[Excerpts from a dataset]
#####

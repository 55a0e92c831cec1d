//! Public types for the browse session.

use kifshare_model::{ClassifiedEntry, Crumb};
use serde::{Deserialize, Serialize};

/// Session state.
#[derive(Debug, Clone, Copy, PartialEq, Eq)]
pub enum BrowserState {
    /// No identity set (session start, or a submit failed validation).
    Idle,
    /// A listing fetch is in flight.
    Loading,
    /// A listing is displayed.
    Loaded,
    /// The last fetch failed; the listing is cleared.
    Error,
}

/// Inbound UI events, dispatched through [`BrowserSession::handle`].
///
/// [`BrowserSession::handle`]: crate::session::BrowserSession::handle
#[derive(Debug, Clone, PartialEq, Eq)]
pub enum BrowserEvent {
    /// The user submitted the identity form ("load").
    SubmitIdentity {
        user: String,
        repo: String,
        branch: String,
    },
    /// Root breadcrumb activated.
    NavigateRoot,
    /// A folder entry or breadcrumb activated.
    NavigateInto { path: String },
    /// A selectable file entry activated.
    SelectFile { path: String },
    /// The copy button activated.
    CopyCurrentUrl,
}

/// Everything the presentation layer needs to draw the session.
#[derive(Debug, Clone, PartialEq, Eq, Serialize, Deserialize)]
#[serde(rename_all = "camelCase")]
pub struct RenderModel {
    pub breadcrumb: Vec<Crumb>,
    pub entries: Vec<ClassifiedEntry>,
    pub status: String,
    pub embed_url: String,
}
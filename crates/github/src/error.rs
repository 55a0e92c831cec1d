//! Contents API error types.

/// Errors produced while fetching a directory listing.
#[derive(Debug, thiserror::Error)]
pub enum ContentsError {
    /// Non-2xx response; the body is read best-effort for display.
    #[error("HTTP {status}: {body}")]
    Http { status: u16, body: String },

    /// No usable response reached us at all.
    #[error("network error: {0}")]
    Transport(String),

    /// The endpoint returned a non-array body, which happens when the path
    /// resolves to a single file instead of a directory.
    #[error("path is not a directory")]
    NotADirectory,

    /// The body was not the JSON we expect.
    #[error("JSON error: {0}")]
    Decode(#[from] serde_json::Error),
}
//! Repository identity for a browse session.

use serde::{Deserialize, Serialize};

/// Branch used when the user leaves the branch field blank.
pub const DEFAULT_BRANCH: &str = "main";

/// The GitHub repository a session browses: owner, repository name, and
/// branch reference. Immutable for the lifetime of a session; a new submit
/// replaces the whole identity.
#[derive(Debug, Clone, PartialEq, Eq, Serialize, Deserialize)]
pub struct Identity {
    pub user: String,
    pub repo: String,
    pub branch: String,
}

impl Identity {
    /// Builds an identity from raw form input.
    ///
    /// All three fields are trimmed. Returns `None` when user or repo is
    /// empty after trimming; a blank branch falls back to [`DEFAULT_BRANCH`].
    pub fn from_input(user: &str, repo: &str, branch: &str) -> Option<Self> {
        let user = user.trim();
        let repo = repo.trim();
        let branch = branch.trim();

        if user.is_empty() || repo.is_empty() {
            return None;
        }

        Some(Self {
            user: user.to_string(),
            repo: repo.to_string(),
            branch: if branch.is_empty() {
                DEFAULT_BRANCH.to_string()
            } else {
                branch.to_string()
            },
        })
    }
}
//! Async contents-API client over an injected `reqwest::Client`.

use kifshare_model::{Identity, RawEntry};
use tracing::debug;

use crate::error::ContentsError;
use crate::url::build_listing_url;

/// GitHub JSON content-negotiation media type.
const GITHUB_JSON: &str = "application/vnd.github+json";

/// Fetches directory listings from the GitHub contents API.
///
/// One attempt per call, no retries; the caller decides whether the user
/// gets to trigger another attempt.
pub struct ContentsClient {
    http: reqwest::Client,
}

impl ContentsClient {
    /// Creates a client on top of the given HTTP client.
    pub fn new(http: reqwest::Client) -> Self {
        Self { http }
    }

    /// Fetches the listing for `path` at the identity's branch.
    pub async fn fetch_listing(
        &self,
        identity: &Identity,
        path: &str,
    ) -> Result<Vec<RawEntry>, ContentsError> {
        let url = build_listing_url(identity, path);
        debug!(%url, "fetching contents listing");

        let resp = self
            .http
            .get(&url)
            .header(reqwest::header::ACCEPT, GITHUB_JSON)
            .send()
            .await
            .map_err(|e| ContentsError::Transport(e.to_string()))?;

        let status = resp.status();
        if !status.is_success() {
            // Best-effort body read for display; empty when unreadable.
            let body = resp.text().await.unwrap_or_default();
            return Err(ContentsError::Http {
                status: status.as_u16(),
                body,
            });
        }

        let body = resp
            .text()
            .await
            .map_err(|e| ContentsError::Transport(e.to_string()))?;
        let value: serde_json::Value = serde_json::from_str(&body)?;
        parse_listing(value)
    }
}

/// Maps a contents-API response body into entry records.
///
/// A non-array body means the path resolved to a single file, not a
/// directory.
pub fn parse_listing(value: serde_json::Value) -> Result<Vec<RawEntry>, ContentsError> {
    if !value.is_array() {
        return Err(ContentsError::NotADirectory);
    }
    Ok(serde_json::from_value(value)?)
}
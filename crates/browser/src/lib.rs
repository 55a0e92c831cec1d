//! Browse session orchestration.
//!
//! Owns the navigation state machine: inbound UI events drive path state,
//! listing fetches, and embed URL generation, and every outcome lands in a
//! render model consumed by whatever presentation layer hosts the session.
//! The HTTP and clipboard collaborators are trait-abstracted so the whole
//! flow is testable with fakes.

pub mod clipboard;
pub mod fetch;
pub mod session;
pub mod types;

pub use clipboard::Clipboard;
pub use fetch::ListingFetcher;
pub use session::BrowserSession;
pub use types::{BrowserEvent, BrowserState, RenderModel};
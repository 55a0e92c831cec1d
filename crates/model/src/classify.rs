//! Listing classification: placeholder filtering, ordering, KIF detection.

use crate::entry::{ClassifiedEntry, EntryKind, RawEntry};

/// Placeholder entries committed only to keep empty directories in git.
const KEEP_PLACEHOLDER: &str = ".keep";

/// Tests whether a file name denotes a KIF game record.
///
/// Pure case-insensitive suffix test: a file literally named `.kif` passes,
/// while `a.kif.txt` does not.
pub fn is_kif_name(name: &str) -> bool {
    let lower = name.to_lowercase();
    lower.ends_with(".kif") || lower.ends_with(".kifu")
}

/// Turns a raw listing into the ordered entries shown to the user.
///
/// `.keep` placeholders and non-dir/file kinds are dropped. Folders always
/// precede files; within each group entries sort ascending by lower-cased
/// name (raw name as tie-break), so the output depends only on the input
/// set, not its order. Files carry `selectable = is_kif_name(name)`.
pub fn classify(items: Vec<RawEntry>) -> Vec<ClassifiedEntry> {
    let mut folders = Vec::new();
    let mut files = Vec::new();

    for item in items {
        if item.name == KEEP_PLACEHOLDER {
            continue;
        }
        match item.kind {
            EntryKind::Dir => folders.push(item),
            EntryKind::File => files.push(item),
            EntryKind::Other => {}
        }
    }

    sort_by_name(&mut folders);
    sort_by_name(&mut files);

    let mut out = Vec::with_capacity(folders.len() + files.len());
    out.extend(folders.into_iter().map(|e| ClassifiedEntry {
        selectable: false,
        name: e.name,
        path: e.path,
        kind: EntryKind::Dir,
    }));
    out.extend(files.into_iter().map(|e| ClassifiedEntry {
        selectable: is_kif_name(&e.name),
        name: e.name,
        path: e.path,
        kind: EntryKind::File,
    }));
    out
}

fn sort_by_name(entries: &mut [RawEntry]) {
    entries.sort_by(|a, b| {
        a.name
            .to_lowercase()
            .cmp(&b.name.to_lowercase())
            .then_with(|| a.name.cmp(&b.name))
    });
}
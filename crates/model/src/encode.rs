//! Percent-encoding contracts for the two URL families this system builds.
//!
//! API URLs (contents endpoint, viewer query string) encode every component
//! through [`component`]. GitHub Pages base URLs are deliberately NOT
//! encoded — the user/repo land in a hostname and a plain path where
//! percent-escapes would be wrong — so the Pages builder takes them raw and
//! there is intentionally no encoder for that case here.

use percent_encoding::{AsciiSet, NON_ALPHANUMERIC, utf8_percent_encode};

/// Characters left intact by `encodeURIComponent`: alphanumerics plus
/// `- _ . ! ~ * ' ( )`. Everything else is percent-escaped.
const COMPONENT: &AsciiSet = &NON_ALPHANUMERIC
    .remove(b'-')
    .remove(b'_')
    .remove(b'.')
    .remove(b'!')
    .remove(b'~')
    .remove(b'*')
    .remove(b'\'')
    .remove(b'(')
    .remove(b')');

/// Percent-encodes one opaque URL component (a path segment or query value).
///
/// Slashes are escaped too; callers embedding a multi-segment path encode
/// each segment separately and rejoin with literal `/`.
pub fn component(value: &str) -> String {
    utf8_percent_encode(value, COMPONENT).to_string()
}
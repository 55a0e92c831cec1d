//! Listing-fetcher collaborator.

use std::future::Future;
use std::pin::Pin;

use kifshare_github::{ContentsClient, ContentsError};
use kifshare_model::{Identity, RawEntry};

/// Abstract listing fetch over the contents API.
///
/// The session talks to `dyn ListingFetcher` so tests can substitute a fake
/// with scripted responses; the production implementation is
/// [`ContentsClient`].
pub trait ListingFetcher: Send + Sync {
    /// Fetches the listing for `path` at the identity's branch. One attempt,
    /// no retries.
    fn fetch_listing<'a>(
        &'a self,
        identity: &'a Identity,
        path: &'a str,
    ) -> Pin<Box<dyn Future<Output = Result<Vec<RawEntry>, ContentsError>> + Send + 'a>>;
}

impl ListingFetcher for ContentsClient {
    fn fetch_listing<'a>(
        &'a self,
        identity: &'a Identity,
        path: &'a str,
    ) -> Pin<Box<dyn Future<Output = Result<Vec<RawEntry>, ContentsError>> + Send + 'a>> {
        Box::pin(ContentsClient::fetch_listing(self, identity, path))
    }
}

#####

Look through the data above for the string "types" and copy every line where it appears.

* Task solution:
//! Public types for the browse session.
//! Contents API error types.
pub mod types;
pub use types::{BrowserEvent, BrowserState, RenderModel};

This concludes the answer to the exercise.